4. Your prayer life will be radically transformed. Remember how you used to awake at first light, keen to talk through the day ahead with God, daydream about what might unfold, excited for the adventure? Now, you will lay there in bed at zero-dark-thirty, wondering why you can’t feel your legs and praying dear God, please let there be enough salami for at least one sandwich I can carve up for both girls oh God help me get Out Of This Bed and please oh please can I achieve telekinesis for one precious moment so I can turn the coffee pot while supine? Your conversations with God may slightly improve as the day progresses, but despite your best effort, the days of focused prayer are over. Gone. Not for lack of desire, but accumulating sleep deprivation will have the net effect of making it impossible for two thoughts to connect in your head, let alone thinking those thoughts in the general direction of God. I refer you to point 1 above: just write these years off. Amen.
5. You will suck at everything important. Yep. Everything. Oh you’ll have moments of brilliance when your children are showered and well-behaved, eating organic microgreens with a fork and offering each other the bread basket first while smugly you suspect you might be the best parent ever to walk the Earth.

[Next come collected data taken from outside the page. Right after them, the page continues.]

mod common;

use approx::assert_abs_diff_eq;
use ephem_timecore::ccsds::{
    parse_ccsds_epoch, EphemerisMessageReader, MessageKind, SegmentKind,
};
use ephem_timecore::timecore_errors::{ErrorKind, TimeCoreError};

use crate::common::{data_path, utc_converter};

fn epoch(text: &str) -> f64 {
    parse_ccsds_epoch(text, &utc_converter()).unwrap()
}

fn read_oem() -> EphemerisMessageReader {
    EphemerisMessageReader::from_file(&data_path("leosat.oem"), utc_converter()).unwrap()
}

#[test]
fn test_oem_header_and_segments() {
    let reader = read_oem();
    assert_eq!(reader.kind(), MessageKind::Orbit);
    assert_eq!(reader.version(), "2.0");
    assert_eq!(reader.originator(), Some("FLIGHT DYNAMICS"));
    assert_eq!(reader.creation_date(), Some("2020-01-01T12:00:00"));
    assert_eq!(reader.comments().len(), 1);
    assert_eq!(reader.number_of_segments(), 2);

    let first = &reader.segments()[0];
    assert_eq!(first.number(), 1);
    assert_eq!(first.kind(), SegmentKind::Orbit);
    assert_eq!(first.object_name.as_deref(), Some("LEOSAT"));
    assert_eq!(first.ref_frame.as_deref(), Some("EME2000"));
    assert_eq!(first.interpolation_degree(), Some(5));
    assert_eq!(first.meta_comments(), ["first arc".to_string()]);
    assert_eq!(
        first.data_comments(),
        ["position km, velocity km/s".to_string()]
    );
    assert_eq!(first.number_of_data_points(), 11);
    assert_eq!(first.usable_index_range().unwrap(), Some((1, 9)));

    // UTC text is stored as A1
    let start = first.start_time().unwrap();
    assert_abs_diff_eq!(
        start,
        58849.0 + (37.0 + 0.0343817) / 86400.0,
        epsilon = 1e-10
    );

    let second = &reader.segments()[1];
    assert_eq!(second.number(), 2);
    assert_eq!(second.number_of_data_points(), 11);
    assert_eq!(second.interpolation_degree(), Some(3));
    assert!(second.data_comments().is_empty());
}

#[test]
fn test_oem_states() {
    let mut reader = read_oem();

    let state = reader.determine_state(epoch("2020-01-01T00:04:30")).unwrap();
    assert_eq!(state.len(), 6);
    assert_abs_diff_eq!(state[0], 6778.137 - 0.5 * 4.5, epsilon = 1e-4);
    assert_abs_diff_eq!(state[1], 450.0 * 4.5, epsilon = 1e-4);
    assert_abs_diff_eq!(state[2], 120.0 * 4.5, epsilon = 1e-4);
    assert_abs_diff_eq!(state[4], 7.5, epsilon = 1e-9);

    // day-of-year epochs of the second arc
    let state = reader.determine_state(epoch("2020-001T00:15:15")).unwrap();
    assert_abs_diff_eq!(state[1], 450.0 * 15.25, epsilon = 1e-4);

    // a stored epoch returns the stored values
    let state = reader.determine_state(epoch("2020-01-01T00:12:00")).unwrap();
    assert_eq!(state[1], 5400.0);
}

#[test]
fn test_oem_coverage() {
    let mut reader = read_oem();

    assert_eq!(
        reader.segment_number_for_epoch(epoch("2020-01-01T00:03:00")),
        Some(0)
    );
    assert_eq!(
        reader.segment_number_for_epoch(epoch("2020-01-01T00:19:59")),
        Some(1)
    );

    // outside the usable span of the first arc
    for text in ["2020-01-01T00:00:30", "2020-01-01T00:09:30", "2020-01-01T00:25:00"] {
        let at = epoch(text);
        assert!(reader.segment_for_epoch(at).is_none());
        assert!(matches!(
            reader.determine_state(at),
            Err(TimeCoreError::SegmentRange { segment: 0, .. })
        ));
    }
}

#[test]
fn test_aem_segments() {
    let mut reader =
        EphemerisMessageReader::from_file(&data_path("leosat.aem"), utc_converter()).unwrap();
    assert_eq!(reader.kind(), MessageKind::Attitude);
    assert_eq!(reader.version(), "1.0");
    assert_eq!(reader.number_of_segments(), 2);

    let quaternions = &reader.segments()[0];
    assert_eq!(quaternions.kind(), SegmentKind::Quaternion);
    assert_eq!(quaternions.data_size(), 4);
    assert_eq!(quaternions.attitude_field("QUATERNION_TYPE"), Some("LAST"));
    assert_eq!(quaternions.interpolation_method.as_deref(), Some("SLERP"));

    let angles = &reader.segments()[1];
    assert_eq!(angles.kind(), SegmentKind::EulerAngle);
    assert_eq!(angles.attitude_field("EULER_ROT_SEQ"), Some("321"));
    assert_eq!(angles.meta_comments(), ["yaw ramp".to_string()]);

    // 15 degrees about Z
    let q = reader.determine_state(epoch("2020-02-01T00:02:30")).unwrap();
    let half = 7.5_f64.to_radians();
    assert_abs_diff_eq!(q[0], 0.0, epsilon = 1e-12);
    assert_abs_diff_eq!(q[2], half.sin(), epsilon = 1e-7);
    assert_abs_diff_eq!(q[3], half.cos(), epsilon = 1e-7);
    assert_abs_diff_eq!(q.norm(), 1.0, epsilon = 1e-9);

    let angles = reader.determine_state(epoch("2020-032T00:06:20")).unwrap();
    assert_abs_diff_eq!(angles[0], 38.0, epsilon = 1e-6);
    assert_eq!(angles[1], 0.0);
}

#[test]
fn test_read_errors() {
    let err =
        EphemerisMessageReader::from_file(&data_path("missing.oem"), utc_converter()).unwrap_err();
    assert_eq!(err.kind(), ErrorKind::Io);

    // an OEM body cannot be read without a leap-second table
    let err = EphemerisMessageReader::from_file(
        &data_path("leosat.oem"),
        ephem_timecore::TimeConverter::default(),
    )
    .unwrap_err();
    assert_eq!(err.kind(), ErrorKind::Configuration);
}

But then something will happen – usually within a millisecond – to prove you horribly, breathtakingly wrong about your parenting props. You will then realize that despite your best effort, entropy has prevailed and the unassailable trend of your entire decade has been down and out. The crowning blow will be the moment you realize that sleep deprivation (see #4 above) has ensured that even if you have had competent parenting moments, you have no memory of them whatsoever.
So, dear 32 year old self, go easy on yourself. Despite your best effort, you are going to fail. Over and over again. Embrace it. Own it. You go gurl! Mostly be kind to all the rest of those failing parents – the stay at home ones and the gainfully employed ones, the ones who send their kid to school with beans and a can opener for lunch, the ones who still wear kitten heels and pretend they have it all together. Let grace prevail.
And for the love of all that is holy, do not EVER let your ten year old turn your butt into a pillow.